Les formats de fichiers qui cassent réellement en production
La localisation de logiciels semble simple jusqu'au déploiement. Une équipe rédige en.json et suppose que l'espagnol, l'allemand et l'arabe suivront le même chemin. Ce ne sera pas le cas. Chaque format de fichier comporte une particularité qui casse le build d'une agence non préparée. Après 14 ans et plusieurs milliers de versions SaaS, nous avons une courte liste des cas qui piègent même les équipes d'ingénierie matures.
JSON, YAML et le problème de l'apostrophe
Le JSON brut n'a pas de commentaires ni de prise en charge du pluriel — acceptable pour l'anglais, fragile en production dès que les traducteurs ajoutent des apostrophes courbes (' vs '), des espaces insécables fines autour de la ponctuation française, ou des guillemets allemands (», «). Un traducteur français qui écrit le correct L'application avec une apostrophe typographique passera la QA linguistique et cassera un analyseur JSON fragile. Nous normalisons les apostrophes à l'importation, validons la présence du BOM UTF-8 et effectuons un contrôle syntaxique avant l'expédition de toute locale.

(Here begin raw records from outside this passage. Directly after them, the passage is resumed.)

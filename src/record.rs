use chrono::{DateTime, NaiveDate, Utc};
use rand::Rng;
use serde::{Deserialize, Serialize};

#[derive(Debug, Serialize, Deserialize, Clone)]
pub struct AnnotationRecord {
    pub id: String,
    pub file_name: String,
    pub original_name: String,
    pub created: DateTime<Utc>,
    pub expiry: NaiveDate,
    pub slug: String,
    pub description: String,
    pub public_url: String,
    pub file_size: String,
    pub custom_image: bool,
    pub preview_title: String,
    pub preview_description: String,
}

const ID_CHARS: &[u8] = b"abcdefghijklmnopqrstuvwxyz0123456789";

fn random_token(len: usize) -> String {
    let mut rng = rand::thread_rng();
    (0..len)
        .map(|_| ID_CHARS[rng.gen_range(0..ID_CHARS.len())] as char)
        .collect()
}

// Two independent tokens, matching the shape of the ids this tool has
// always produced. Uniqueness is probabilistic, not enforced.
pub fn generate_file_id() -> String {
    format!("{}{}", random_token(8), random_token(8))
}

pub fn format_file_size(bytes: u64) -> String {
    if bytes == 0 {
        return "0 Bytes".to_string();
    }
    const UNITS: [&str; 4] = ["Bytes", "KB", "MB", "GB"];
    let exp = ((bytes as f64).ln() / 1024f64.ln()).floor() as usize;
    let exp = exp.min(UNITS.len() - 1);
    let value = bytes as f64 / 1024f64.powi(exp as i32);
    let rendered = format!("{:.2}", value);
    let rendered = rendered.trim_end_matches('0').trim_end_matches('.');
    format!("{} {}", rendered, UNITS[exp])
}

#[cfg(test)]
mod tests {
    use super::*;

    #[test]
    fn file_id_is_sixteen_lowercase_alphanumerics() {
        let id = generate_file_id();
        assert_eq!(id.len(), 16);
        assert!(id
            .bytes()
            .all(|b| b.is_ascii_lowercase() || b.is_ascii_digit()));
    }

    #[test]
    fn file_ids_differ_between_calls() {
        assert_ne!(generate_file_id(), generate_file_id());
    }

    #[test]
    fn zero_bytes_has_its_own_label() {
        assert_eq!(format_file_size(0), "0 Bytes");
    }

    #[test]
    fn sizes_use_binary_units_with_trimmed_decimals() {
        assert_eq!(format_file_size(532), "532 Bytes");
        assert_eq!(format_file_size(1024), "1 KB");
        assert_eq!(format_file_size(1536), "1.5 KB");
        assert_eq!(format_file_size(1234), "1.21 KB");
        assert_eq!(format_file_size(5 * 1024 * 1024), "5 MB");
        assert_eq!(format_file_size(3 * 1024 * 1024 * 1024), "3 GB");
    }
}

Android strings.xml : l'échappement silencieux
Android stocke les apostrophes comme \' et les esperluettes comme &. Les traducteurs collent régulièrement les caractères courbes de Microsoft Word qui semblent identiques et expédient — jusqu'à ce que la mise en page affiche du mojibake à l'exécution. Nous utilisons un aller-retour XLIFF personnalisé pour les ressources Android afin que le traducteur ne voie jamais le XML brut, et nous ré-échappons à l'exportation.
iOS .strings et .stringsdict
Le problème classique concerne les règles de pluriel. iOS utilise les catégories de pluriel CLDR (zero, one, two, few, many, other) via .stringsdict. Un traducteur naïf traitera le fichier comme un un-pour-un et perdra les variantes de pluriel — votre application allemande dira alors "1 Nachrichten". Nous utilisons un éditeur sensible au pluriel qui expose chaque catégorie CLDR requise pour la locale cible et refuse l'exportation si une catégorie manque.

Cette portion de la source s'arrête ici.